◆ Problem requirements ◆
Find how many lines of the records below contain the word "published" and write that number by itself.

◆ Given records ◆
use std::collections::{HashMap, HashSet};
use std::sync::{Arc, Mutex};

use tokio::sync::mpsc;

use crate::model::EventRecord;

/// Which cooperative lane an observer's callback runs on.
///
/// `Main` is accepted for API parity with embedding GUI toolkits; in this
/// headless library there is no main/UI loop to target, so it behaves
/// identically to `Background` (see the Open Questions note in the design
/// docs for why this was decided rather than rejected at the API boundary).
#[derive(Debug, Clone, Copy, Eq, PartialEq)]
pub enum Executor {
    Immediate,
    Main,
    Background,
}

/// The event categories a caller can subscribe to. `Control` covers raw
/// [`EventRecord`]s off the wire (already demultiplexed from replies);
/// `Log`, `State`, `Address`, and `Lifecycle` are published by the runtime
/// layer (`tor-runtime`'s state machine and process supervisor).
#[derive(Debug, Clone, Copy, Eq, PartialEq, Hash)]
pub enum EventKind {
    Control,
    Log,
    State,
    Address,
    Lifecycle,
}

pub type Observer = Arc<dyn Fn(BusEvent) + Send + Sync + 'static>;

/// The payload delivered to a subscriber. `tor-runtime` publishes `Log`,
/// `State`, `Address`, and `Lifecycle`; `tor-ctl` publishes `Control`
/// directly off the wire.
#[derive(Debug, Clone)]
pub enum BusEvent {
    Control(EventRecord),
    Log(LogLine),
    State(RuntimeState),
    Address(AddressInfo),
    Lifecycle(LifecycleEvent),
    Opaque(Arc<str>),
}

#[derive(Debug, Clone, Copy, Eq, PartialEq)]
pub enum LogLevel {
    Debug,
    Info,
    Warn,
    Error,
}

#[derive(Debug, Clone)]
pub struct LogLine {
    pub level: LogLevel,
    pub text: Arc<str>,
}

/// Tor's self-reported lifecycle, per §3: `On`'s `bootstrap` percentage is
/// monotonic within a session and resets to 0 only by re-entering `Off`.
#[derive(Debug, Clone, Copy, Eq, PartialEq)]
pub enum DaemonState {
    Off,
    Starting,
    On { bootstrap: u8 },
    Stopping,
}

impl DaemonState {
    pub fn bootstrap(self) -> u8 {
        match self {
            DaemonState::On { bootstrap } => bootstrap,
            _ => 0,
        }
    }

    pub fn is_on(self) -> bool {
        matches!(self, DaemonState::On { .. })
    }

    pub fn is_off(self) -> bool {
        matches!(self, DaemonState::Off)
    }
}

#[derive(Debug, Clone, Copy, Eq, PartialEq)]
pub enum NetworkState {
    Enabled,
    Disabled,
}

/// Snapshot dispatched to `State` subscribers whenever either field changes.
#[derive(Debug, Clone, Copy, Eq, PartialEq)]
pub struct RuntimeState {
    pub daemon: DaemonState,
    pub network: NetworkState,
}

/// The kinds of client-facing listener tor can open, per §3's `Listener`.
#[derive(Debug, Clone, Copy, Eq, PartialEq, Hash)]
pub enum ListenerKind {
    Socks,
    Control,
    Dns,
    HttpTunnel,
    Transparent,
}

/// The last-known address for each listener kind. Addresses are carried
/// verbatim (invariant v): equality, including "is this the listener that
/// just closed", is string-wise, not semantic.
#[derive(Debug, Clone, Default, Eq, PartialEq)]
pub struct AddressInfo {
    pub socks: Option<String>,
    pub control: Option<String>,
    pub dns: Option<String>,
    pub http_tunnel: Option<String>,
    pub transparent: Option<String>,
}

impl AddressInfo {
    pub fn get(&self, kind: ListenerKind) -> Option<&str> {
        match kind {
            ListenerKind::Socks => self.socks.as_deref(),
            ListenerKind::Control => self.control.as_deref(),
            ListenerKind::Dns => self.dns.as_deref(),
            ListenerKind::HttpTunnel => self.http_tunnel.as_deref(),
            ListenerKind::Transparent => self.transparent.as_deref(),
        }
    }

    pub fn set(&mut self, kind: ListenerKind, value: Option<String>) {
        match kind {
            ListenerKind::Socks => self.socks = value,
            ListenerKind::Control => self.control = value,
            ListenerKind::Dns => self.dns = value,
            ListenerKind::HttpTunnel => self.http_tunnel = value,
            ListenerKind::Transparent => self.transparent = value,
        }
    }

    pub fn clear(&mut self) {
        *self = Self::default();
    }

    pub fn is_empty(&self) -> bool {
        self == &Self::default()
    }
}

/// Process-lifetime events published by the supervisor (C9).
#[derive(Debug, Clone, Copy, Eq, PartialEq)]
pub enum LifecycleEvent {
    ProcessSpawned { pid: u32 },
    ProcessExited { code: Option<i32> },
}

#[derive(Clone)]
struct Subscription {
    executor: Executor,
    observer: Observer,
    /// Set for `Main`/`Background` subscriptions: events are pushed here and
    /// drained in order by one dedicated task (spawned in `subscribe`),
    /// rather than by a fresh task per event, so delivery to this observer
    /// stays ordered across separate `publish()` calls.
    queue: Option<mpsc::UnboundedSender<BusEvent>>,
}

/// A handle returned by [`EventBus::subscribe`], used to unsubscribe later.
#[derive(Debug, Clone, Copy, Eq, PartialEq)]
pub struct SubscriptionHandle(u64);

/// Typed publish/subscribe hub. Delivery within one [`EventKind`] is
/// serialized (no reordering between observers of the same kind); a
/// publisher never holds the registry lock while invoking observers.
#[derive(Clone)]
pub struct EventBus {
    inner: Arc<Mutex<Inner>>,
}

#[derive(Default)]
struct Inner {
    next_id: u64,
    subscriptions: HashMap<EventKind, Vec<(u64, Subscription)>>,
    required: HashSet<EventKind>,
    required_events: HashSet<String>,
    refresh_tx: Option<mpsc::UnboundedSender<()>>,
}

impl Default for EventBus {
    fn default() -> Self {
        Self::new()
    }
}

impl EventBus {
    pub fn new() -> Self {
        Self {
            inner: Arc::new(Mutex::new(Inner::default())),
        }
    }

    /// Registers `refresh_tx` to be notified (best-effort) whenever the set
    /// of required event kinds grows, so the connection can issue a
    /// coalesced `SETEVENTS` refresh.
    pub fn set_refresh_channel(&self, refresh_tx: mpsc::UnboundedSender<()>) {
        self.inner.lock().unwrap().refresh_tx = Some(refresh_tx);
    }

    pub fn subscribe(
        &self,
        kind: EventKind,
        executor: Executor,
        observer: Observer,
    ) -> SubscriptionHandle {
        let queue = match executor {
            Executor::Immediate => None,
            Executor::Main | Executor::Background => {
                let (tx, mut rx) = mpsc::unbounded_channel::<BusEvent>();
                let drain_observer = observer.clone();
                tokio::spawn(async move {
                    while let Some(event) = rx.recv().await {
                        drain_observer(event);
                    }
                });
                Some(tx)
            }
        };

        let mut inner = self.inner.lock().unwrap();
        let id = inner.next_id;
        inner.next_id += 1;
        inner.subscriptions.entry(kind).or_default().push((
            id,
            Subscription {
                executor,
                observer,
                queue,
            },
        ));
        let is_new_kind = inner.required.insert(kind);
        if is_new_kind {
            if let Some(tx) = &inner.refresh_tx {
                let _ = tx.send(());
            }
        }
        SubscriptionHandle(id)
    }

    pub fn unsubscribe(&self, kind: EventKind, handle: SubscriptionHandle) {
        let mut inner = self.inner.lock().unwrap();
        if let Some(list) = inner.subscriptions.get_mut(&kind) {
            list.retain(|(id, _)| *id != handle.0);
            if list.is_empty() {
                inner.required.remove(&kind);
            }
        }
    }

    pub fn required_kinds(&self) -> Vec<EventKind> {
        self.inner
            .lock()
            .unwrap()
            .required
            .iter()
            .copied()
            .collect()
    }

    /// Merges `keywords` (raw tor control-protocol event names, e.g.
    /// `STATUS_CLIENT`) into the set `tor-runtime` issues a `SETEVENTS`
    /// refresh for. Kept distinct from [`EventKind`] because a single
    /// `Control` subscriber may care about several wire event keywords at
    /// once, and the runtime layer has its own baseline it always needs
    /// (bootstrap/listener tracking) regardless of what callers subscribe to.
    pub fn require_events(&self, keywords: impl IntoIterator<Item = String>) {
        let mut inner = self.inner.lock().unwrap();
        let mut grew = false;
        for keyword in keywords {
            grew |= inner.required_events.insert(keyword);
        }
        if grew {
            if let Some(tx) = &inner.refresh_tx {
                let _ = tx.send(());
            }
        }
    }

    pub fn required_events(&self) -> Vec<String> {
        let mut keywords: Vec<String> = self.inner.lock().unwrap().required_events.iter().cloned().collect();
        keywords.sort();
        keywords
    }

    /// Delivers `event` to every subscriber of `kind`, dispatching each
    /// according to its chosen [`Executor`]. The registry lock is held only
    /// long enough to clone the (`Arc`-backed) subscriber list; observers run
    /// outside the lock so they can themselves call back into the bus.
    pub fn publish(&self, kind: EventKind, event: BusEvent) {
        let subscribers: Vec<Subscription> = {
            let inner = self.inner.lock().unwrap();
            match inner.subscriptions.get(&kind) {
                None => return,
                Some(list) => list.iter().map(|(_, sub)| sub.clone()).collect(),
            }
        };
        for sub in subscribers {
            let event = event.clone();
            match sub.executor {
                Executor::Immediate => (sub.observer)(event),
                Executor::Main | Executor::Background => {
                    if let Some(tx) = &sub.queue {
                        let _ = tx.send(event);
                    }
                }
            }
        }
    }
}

◆ Response for this exercise ◆
2